Le scandale Weinstein n’en finit pas de faire des vagues dans le monde entier. Les pays européens ont tous renforcé les mesures pour lutter contre ce fléau même s’ils sont diversement touchés.
Après la révélation des multiples agressions sexuelles perpétrées par le producteur de cinéma américain Harvey Weinstein, les dénonciations de viols, tentatives de viol ou de harcèlement sexuel se multiplient, notamment en France via le hashtag « balancetonporc ».
L’ensemble des pays de la planète est concerné par ce fléau et, notamment, bien sûr, l’Europe. Le phénomène n’a cependant pas la même intensité selon les pays et les législations destinées à l’enrayer diffèrent.

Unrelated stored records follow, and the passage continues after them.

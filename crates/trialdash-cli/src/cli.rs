//! CLI argument definitions for the weekly report runner.

use std::path::PathBuf;

use chrono::NaiveDate;
use clap::{Parser, Subcommand, ValueEnum};
use clap_verbosity_flag::{Verbosity, WarnLevel};
use colorchoice_clap::Color;

#[derive(Parser)]
#[command(
    name = "trialdash",
    version,
    about = "Weekly clinical trial operations report",
    long_about = "Fetch screening, consent, event and demographic records, build the\n\
                  weekly report tables and the enrollment curve, and export them as\n\
                  one CSV per sheet (plus an optional JSON payload)."
)]
pub struct Cli {
    #[command(subcommand)]
    pub command: Command,

    /// Adjust log verbosity (-v for debug, -vv for trace, -q for errors only).
    #[command(flatten)]
    pub verbosity: Verbosity<WarnLevel>,

    /// Control ANSI color output (auto, always, never).
    #[command(flatten)]
    pub color: Color,

    /// Explicit log level (overrides -v/-q flags).
    #[arg(long = "log-level", value_enum, global = true)]
    pub log_level: Option<LogLevelArg>,

    /// Log output format (pretty for human, json for machine parsing).
    #[arg(
        long = "log-format",
        value_enum,
        default_value = "pretty",
        global = true
    )]
    pub log_format: LogFormatArg,

    /// Write logs to a file instead of stderr.
    #[arg(long = "log-file", value_name = "PATH", global = true)]
    pub log_file: Option<PathBuf>,

    /// Include subject identifiers and free text in logs.
    #[arg(long = "log-data", global = true)]
    pub log_data: bool,
}

#[derive(Subcommand)]
pub enum Command {
    /// Fetch the data, build every table and export the report.
    Report(ReportArgs),

    /// List the report sheets in export order.
    Tables,

    /// Parse a config file and print it with paths resolved.
    CheckConfig(ConfigArg),
}

#[derive(Parser)]
pub struct ConfigArg {
    /// Path to the TOML run configuration.
    #[arg(long = "config", short = 'c', value_name = "FILE", default_value = "trialdash.toml")]
    pub config: PathBuf,
}

#[derive(Parser)]
pub struct ReportArgs {
    #[command(flatten)]
    pub config: ConfigArg,

    /// Date the report is generated on (default: config value, then today).
    #[arg(long = "report-date", value_name = "YYYY-MM-DD")]
    pub report_date: Option<NaiveDate>,

    /// Last day covered by the report (default: the report date).
    #[arg(long = "end-date", value_name = "YYYY-MM-DD")]
    pub end_date: Option<NaiveDate>,

    /// Length of the listing window in days.
    #[arg(long = "report-days", value_name = "DAYS")]
    pub report_days: Option<i64>,

    /// Window for the "consented in the last N days" column.
    #[arg(long = "consent-days", value_name = "DAYS")]
    pub consent_days: Option<i64>,

    /// Output directory (default: config value).
    #[arg(long = "output-dir", value_name = "DIR")]
    pub output_dir: Option<PathBuf>,

    /// Also write the JSON presentation payload.
    #[arg(long = "json")]
    pub json: bool,

    /// Build every table but write nothing.
    #[arg(long = "dry-run")]
    pub dry_run: bool,
}

/// CLI log level choices.
#[derive(Clone, Copy, ValueEnum)]
pub enum LogLevelArg {
    Error,
    Warn,
    Info,
    Debug,
    Trace,
}

/// CLI log format choices.
#[derive(Clone, Copy, ValueEnum)]
pub enum LogFormatArg {
    Pretty,
    Compact,
    Json,
}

Un phénomène de grande ampleur en France
En ce qui concerne France, l’enquête de l’Ined de 2016 sur la violence et les rapports de genres évalue à 65.000 le nombre de viols et tentatives de viols qui se sont produits dans les douze mois précédant l’enquête.
Des chiffres qui, il faut le souligner, n’ont rien à voir avec les quelques 12.000 viols seulement déclarés à la police. Quant aux autres agressions sexuelles, elles concernent 630.000 Français, soit 1,3% de la population de plus de 20 ans. Mais attention, ces chiffres ne prennent pas en compte le harcèlement sexuel qui est d’une toute autre ampleur.

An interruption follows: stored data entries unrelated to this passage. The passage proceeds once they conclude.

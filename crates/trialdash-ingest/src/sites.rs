//! Screening-site resolver and site activation schedule.

use serde::Deserialize;
use tracing::debug;

use trialdash_common::parse_integral;
use trialdash_model::{SiteActivation, SiteRange, SiteRangeTable, SubjectRecord};

use crate::error::{IngestError, Result};
use crate::source::{Fetcher, Location};

#[derive(Debug, Deserialize)]
struct SiteRangeRow {
    site: String,
    id_range_start: String,
    id_range_end: String,
}

#[derive(Debug, Deserialize)]
struct SiteActivationRow {
    site: String,
    start_year: String,
    start_month: String,
    #[serde(default)]
    expected_monthly: String,
}

fn integral(what: &str, site: &str, raw: &str) -> Result<i64> {
    parse_integral(raw).ok_or_else(|| IngestError::Parse {
        what: format!("{what} for site {site}"),
        reason: format!("{raw:?} is not a whole number"),
    })
}

fn csv_reader(bytes: &[u8]) -> csv::Reader<&[u8]> {
    csv::ReaderBuilder::new()
        .has_headers(true)
        .trim(csv::Trim::All)
        .from_reader(bytes)
}

/// Parses `site,id_range_start,id_range_end`, keeping file order.
pub fn parse_site_ranges(bytes: &[u8]) -> Result<SiteRangeTable> {
    let mut ranges = Vec::new();
    for result in csv_reader(bytes).deserialize::<SiteRangeRow>() {
        let row = result?;
        if row.site.is_empty() {
            continue;
        }
        let start = integral("id_range_start", &row.site, &row.id_range_start)?;
        let end = integral("id_range_end", &row.site, &row.id_range_end)?;
        ranges.push(SiteRange::new(row.site, start, end)?);
    }
    Ok(SiteRangeTable::new(ranges))
}

pub fn load_site_ranges<F: Fetcher + ?Sized>(
    location: &Location,
    fetcher: &F,
) -> Result<SiteRangeTable> {
    parse_site_ranges(&fetcher.fetch(location)?)
}

/// Sets each subject's screening site from the first range containing its
/// screening id. Subjects outside every range, or without an id, get `None`.
///
/// Returns the number of subjects resolved.
pub fn resolve_screening_sites(ranges: &SiteRangeTable, records: &mut [SubjectRecord]) -> usize {
    let mut resolved = 0;
    for record in records.iter_mut() {
        record.screening_site = record
            .screening_id
            .and_then(|id| ranges.resolve(id))
            .map(str::to_string);
        if record.screening_site.is_some() {
            resolved += 1;
        }
    }
    debug!(
        resolved,
        unresolved = records.len() - resolved,
        "screening sites resolved"
    );
    resolved
}

/// Parses `site,start_year,start_month,expected_monthly`.
pub fn parse_site_activation(bytes: &[u8]) -> Result<Vec<SiteActivation>> {
    let mut activations = Vec::new();
    for result in csv_reader(bytes).deserialize::<SiteActivationRow>() {
        let row = result?;
        if row.site.is_empty() {
            continue;
        }
        let year = integral("start_year", &row.site, &row.start_year)?;
        let month = integral("start_month", &row.site, &row.start_month)?;
        let year = i32::try_from(year).map_err(|_| IngestError::Parse {
            what: format!("start_year for site {}", row.site),
            reason: format!("{year} is out of range"),
        })?;
        let month = u32::try_from(month).unwrap_or(0);
        let expected = SiteActivation::parse_expected(&row.site, &row.expected_monthly)?;
        activations.push(SiteActivation::new(row.site, year, month, expected)?);
    }
    Ok(activations)
}

pub fn load_site_activation<F: Fetcher + ?Sized>(
    location: &Location,
    fetcher: &F,
) -> Result<Vec<SiteActivation>> {
    parse_site_activation(&fetcher.fetch(location)?)
}
use thiserror::Error;

use trialdash_model::ModelError;

#[derive(Debug, Error)]
pub enum TableError {
    #[error("display dictionary has no terms for {field}")]
    MissingTerms { field: String },
    #[error("no site activation schedule is configured")]
    NoActivation,
    #[error(transparent)]
    Model(#[from] ModelError),
}

pub type Result<T> = std::result::Result<T, TableError>;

Rappelons que, selon la loi, ce harcèlement consiste à « imposer à une personne, de façon répétée, des propos ou comportements à connotation sexuelle portant atteinte à sa dignité ou créant une situation intimidante, hostile ou offensante ».

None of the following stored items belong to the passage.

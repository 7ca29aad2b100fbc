//! TOML run configuration.
//!
//! ```toml
//! [sources]
//! display_terms = "assets/display_terms.csv"
//! screening_sites = "assets/screening_sites.csv"
//! site_activation = "assets/site_activation.csv"
//! subjects = { kind = "csv", location = "https://redcap.example.org/api/weekly.csv" }
//! events = "https://redcap.example.org/api/multi/{unit}.json"
//! units = ["site_a", "site_b"]
//!
//! [report]
//! report_days = 7
//! consent_days = 30
//! output_dir = "report"
//! ```
//!
//! Relative local paths are resolved against the directory of the config
//! file.

use std::fs;
use std::path::{Path, PathBuf};
use std::time::Duration;

use anyhow::{Context, Result, bail};
use chrono::NaiveDate;
use serde::{Deserialize, Serialize};

use trialdash_ingest::{Location, SubjectFormat, SubjectSource};
use trialdash_model::{DEFAULT_CONSENT_DAYS, DEFAULT_REPORT_DAYS, ReportWindow};

pub const DEFAULT_OUTPUT_DIR: &str = "report";

/// Upper bound for `report_days` and `consent_days` (about a century).
pub const MAX_WINDOW_DAYS: i64 = 36_500;

const fn default_report_days() -> i64 {
    DEFAULT_REPORT_DAYS
}

const fn default_consent_days() -> i64 {
    DEFAULT_CONSENT_DAYS
}

const fn default_timeout_secs() -> u64 {
    30
}

fn default_output_dir() -> PathBuf {
    PathBuf::from(DEFAULT_OUTPUT_DIR)
}

#[derive(Debug, Clone, PartialEq, Eq, Serialize, Deserialize)]
pub struct SubjectsConfig {
    pub kind: SubjectFormat,
    pub location: String,
}

#[derive(Debug, Clone, PartialEq, Eq, Serialize, Deserialize)]
#[serde(deny_unknown_fields)]
pub struct SourcesConfig {
    pub display_terms: String,
    #[serde(default)]
    pub screening_sites: Option<String>,
    #[serde(default)]
    pub site_activation: Option<String>,
    pub subjects: SubjectsConfig,
    #[serde(default)]
    pub events: Option<String>,
    /// Organizational units substituted for `{unit}` in per-unit locations.
    #[serde(default)]
    pub units: Vec<String>,
}

#[derive(Debug, Clone, PartialEq, Eq, Serialize, Deserialize)]
#[serde(deny_unknown_fields)]
pub struct ReportSettings {
    /// Date printed as the generation date; today when unset.
    #[serde(default)]
    pub report_date: Option<NaiveDate>,
    /// Last day covered; the report date when unset.
    #[serde(default)]
    pub report_end: Option<NaiveDate>,
    #[serde(default = "default_report_days")]
    pub report_days: i64,
    #[serde(default = "default_consent_days")]
    pub consent_days: i64,
    #[serde(default = "default_timeout_secs")]
    pub fetch_timeout_secs: u64,
    #[serde(default = "default_output_dir")]
    pub output_dir: PathBuf,
    /// Also write `report.json` next to the sheets.
    #[serde(default)]
    pub write_json: bool,
}

impl Default for ReportSettings {
    fn default() -> Self {
        Self {
            report_date: None,
            report_end: None,
            report_days: DEFAULT_REPORT_DAYS,
            consent_days: DEFAULT_CONSENT_DAYS,
            fetch_timeout_secs: default_timeout_secs(),
            output_dir: default_output_dir(),
            write_json: false,
        }
    }
}

#[derive(Debug, Clone, PartialEq, Eq, Serialize, Deserialize)]
pub struct ReportConfig {
    pub sources: SourcesConfig,
    #[serde(default)]
    pub report: ReportSettings,
    /// Directory relative paths are resolved against.
    #[serde(skip)]
    pub base_dir: PathBuf,
}

impl ReportConfig {
    pub fn load(path: &Path) -> Result<Self> {
        let content =
            fs::read_to_string(path).with_context(|| format!("read {}", path.display()))?;
        let mut config = Self::parse(&content).with_context(|| format!("parse {}", path.display()))?;
        config.base_dir = path
            .parent()
            .map(Path::to_path_buf)
            .unwrap_or_default();
        Ok(config)
    }

    pub fn parse(content: &str) -> Result<Self> {
        let config: Self = toml::from_str(content)?;
        config.validate()?;
        Ok(config)
    }

    pub fn validate(&self) -> Result<()> {
        if !(1..=MAX_WINDOW_DAYS).contains(&self.report.report_days) {
            bail!(
                "report_days must be between 1 and {MAX_WINDOW_DAYS}, got {}",
                self.report.report_days
            );
        }
        if !(0..=MAX_WINDOW_DAYS).contains(&self.report.consent_days) {
            bail!(
                "consent_days must be between 0 and {MAX_WINDOW_DAYS}, got {}",
                self.report.consent_days
            );
        }
        if self.report.fetch_timeout_secs == 0 {
            bail!("fetch_timeout_secs must be positive");
        }
        if self.sources.units.iter().any(|unit| unit.trim().is_empty()) {
            bail!("units must not contain blank names");
        }
        Ok(())
    }

    /// Resolves a configured location, anchoring relative paths at
    /// [`base_dir`](Self::base_dir).
    pub fn location(&self, raw: &str) -> Location {
        match Location::parse(raw) {
            Location::Path(path) if path.is_relative() => Location::Path(self.base_dir.join(path)),
            other => other,
        }
    }

    pub fn display_terms(&self) -> Location {
        self.location(&self.sources.display_terms)
    }

    pub fn screening_sites(&self) -> Option<Location> {
        self.sources.screening_sites.as_deref().map(|raw| self.location(raw))
    }

    pub fn site_activation(&self) -> Option<Location> {
        self.sources.site_activation.as_deref().map(|raw| self.location(raw))
    }

    pub fn subjects(&self) -> SubjectSource {
        SubjectSource {
            format: self.sources.subjects.kind,
            location: self.location(&self.sources.subjects.location),
        }
    }

    pub fn events(&self) -> Option<Location> {
        self.sources.events.as_deref().map(|raw| self.location(raw))
    }

    pub fn output_dir(&self) -> PathBuf {
        if self.report.output_dir.is_relative() {
            self.base_dir.join(&self.report.output_dir)
        } else {
            self.report.output_dir.clone()
        }
    }

    pub fn fetch_timeout(&self) -> Duration {
        Duration::from_secs(self.report.fetch_timeout_secs)
    }

    /// Report window for a run on `today`.
    pub fn window(&self, today: NaiveDate) -> ReportWindow {
        let today = self.report.report_date.unwrap_or(today);
        ReportWindow::new(today)
            .with_end(self.report.report_end.unwrap_or(today))
            .with_report_days(self.report.report_days)
            .with_consent_days(self.report.consent_days)
    }
}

Si l’on se réfère à l’enquête 2014 de l’Agence européenne pour les droits fondamentaux, 30% des femmes françaises déclarent avoir subi un harcèlement sexuel dans les douze derniers mois et 75% – les trois quarts ! – l’ont subi au cours de leur vie. En la matière, la France est malheureusement dans le haut du tableau européen, à la troisième place, pour ce qui est du harcèlement subi à partir de l’âge de 15 ans.
La Scandinavie bien plus touchée que les pays du sud
Seuls la Suède et le Danemark font pire, avec 80% de femmes déclarant avoir été sexuellement harcelées. L’Allemagne et la Belgique sont à 60%. L’Italie ou l’Espagne autour de 50% et le Portugal ou les pays de l’Est européen encore beaucoup plus bas.
Cette sur-prégnance du harcèlement en Scandinavie – qui peut surprendre – reflète un double phénomène. D’une part, les sociétés du nord, de loin les plus avancées en matière d’égalité hommes-femmes, sont beaucoup moins tolérantes aux agressions à caractère sexuel. Ce qui est ressenti comme un harcèlement par une suédoise ne le sera pas forcément par une italienne.
Mais, d’autre part, les femmes scandinaves, sont davantage intégrées dans la société au niveau des loisirs et surtout du travail puisque, selon l’Organisation Mondiale du Travail, elles sont actives à 61% en Suède et seulement à 39% en Italie. Elles sont donc plus exposées que les femmes méditerranéennes.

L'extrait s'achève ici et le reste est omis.